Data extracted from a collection
======

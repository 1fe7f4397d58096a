//! Tempo and mapping of symbolic time to seconds.
//!
//! Tempo changes are [`Interpolation`]s between two [`Tempo`]s, shaped by an
//! [`Easing`]. A [`Stratum`] lays interpolations one after another into a
//! tempo timeline.

use derivative::Derivative;

pub mod easing;
pub mod interpolation;
pub mod stratum;

pub use easing::Easing;
pub use interpolation::Interpolation;
pub use stratum::{Stratum, StratumBuilder};

/// Amount of segments per whole note, used to approximate seconds of
/// interpolations, that have no closed form.
pub static APPROXIMATION_RESOLUTION: u64 = 1024;

#[derive(Debug, Clone, PartialEq, thiserror::Error)]
pub enum EasingError {
    #[error("Easing input should be in range [0, 1], found: {0}")]
    InputOutOfRange(f64),
    #[error(
        "Invalid parameter of {easing} easing: {value}, expected {expected}"
    )]
    InvalidParameter {
        easing: &'static str,
        value: f64,
        expected: &'static str,
    },
}
pub type EasingResult<T> = Result<T, EasingError>;

/// Beats per minute of the given subdivision (4 for quarters, 8 for eighths).
///
/// Equal tempos are the ones, that are equal after respelling to a common
/// subdivision: quarter = 60 is the same as eighth = 120.
///
/// # Example
/// ```
/// # use metrical::tempo::Tempo;
/// let quarter = Tempo::new(60.0, 4);
/// assert_eq!(quarter.duration_of_beat(), 1.0);
/// assert_eq!(quarter, Tempo::new(120.0, 8));
/// assert_eq!(quarter.respelling(2).beats_per_minute(), 30.0);
/// ```
#[derive(Debug, Clone, Copy, Derivative)]
#[derivative(Default)]
pub struct Tempo {
    #[derivative(Default(value = "60.0"))]
    beats_per_minute: f64,
    #[derivative(Default(value = "4"))]
    subdivision: u64,
}
impl Tempo {
    /// # Panics
    /// If tempo is not positive, or subdivision is not a power of two.
    pub fn new(beats_per_minute: f64, subdivision: u64) -> Self {
        if !(beats_per_minute.is_finite() && beats_per_minute > 0.0) {
            panic!("tempo should be positive, found: {beats_per_minute}");
        }
        if !subdivision.is_power_of_two() {
            panic!("tempo subdivision should be a power of two: {subdivision}");
        }
        Self {
            beats_per_minute,
            subdivision,
        }
    }
    pub fn beats_per_minute(&self) -> f64 {
        self.beats_per_minute
    }
    pub fn subdivision(&self) -> u64 {
        self.subdivision
    }
    /// Seconds per beat.
    pub fn duration_of_beat(&self) -> f64 {
        60.0 / self.beats_per_minute
    }
    /// Same tempo, measured in another subdivision.
    pub fn respelling(&self, subdivision: u64) -> Self {
        let quotient = subdivision as f64 / self.subdivision as f64;
        Self::new(self.beats_per_minute * quotient, subdivision)
    }
}
impl PartialEq for Tempo {
    fn eq(&self, other: &Self) -> bool {
        let subdivision = self.subdivision.max(other.subdivision);
        self.respelling(subdivision).beats_per_minute
            == other.respelling(subdivision).beats_per_minute
    }
}
impl From<f64> for Tempo {
    /// Beats per minute of quarters.
    fn from(beats_per_minute: f64) -> Self {
        Self::new(beats_per_minute, 4)
    }
}

#[cfg(test)]
mod tests {
    use super::Tempo;

    #[test]
    fn test_tempo() {
        let tempo = Tempo::default();
        assert_eq!(tempo.beats_per_minute(), 60.0);
        assert_eq!(tempo.subdivision(), 4);
        assert_eq!(Tempo::from(90.0), Tempo::new(90.0, 4));
        assert_eq!(Tempo::new(90.0, 4), Tempo::new(45.0, 2));
        assert_ne!(Tempo::new(90.0, 4), Tempo::new(90.0, 8));
        assert_eq!(Tempo::new(120.0, 4).duration_of_beat(), 0.5);
        let sixteenths = Tempo::new(120.0, 4).respelling(16);
        assert_eq!(sixteenths.beats_per_minute(), 480.0);
    }

    #[test]
    #[should_panic]
    fn test_non_positive_tempo() {
        let _ = Tempo::new(0.0, 4);
    }
}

======

• TASK PROMPT: Note each line above that contains "EasingError" and copy it out.

• WORKED SOLUTION:
pub enum EasingError {
pub type EasingResult<T> = Result<T, EasingError>;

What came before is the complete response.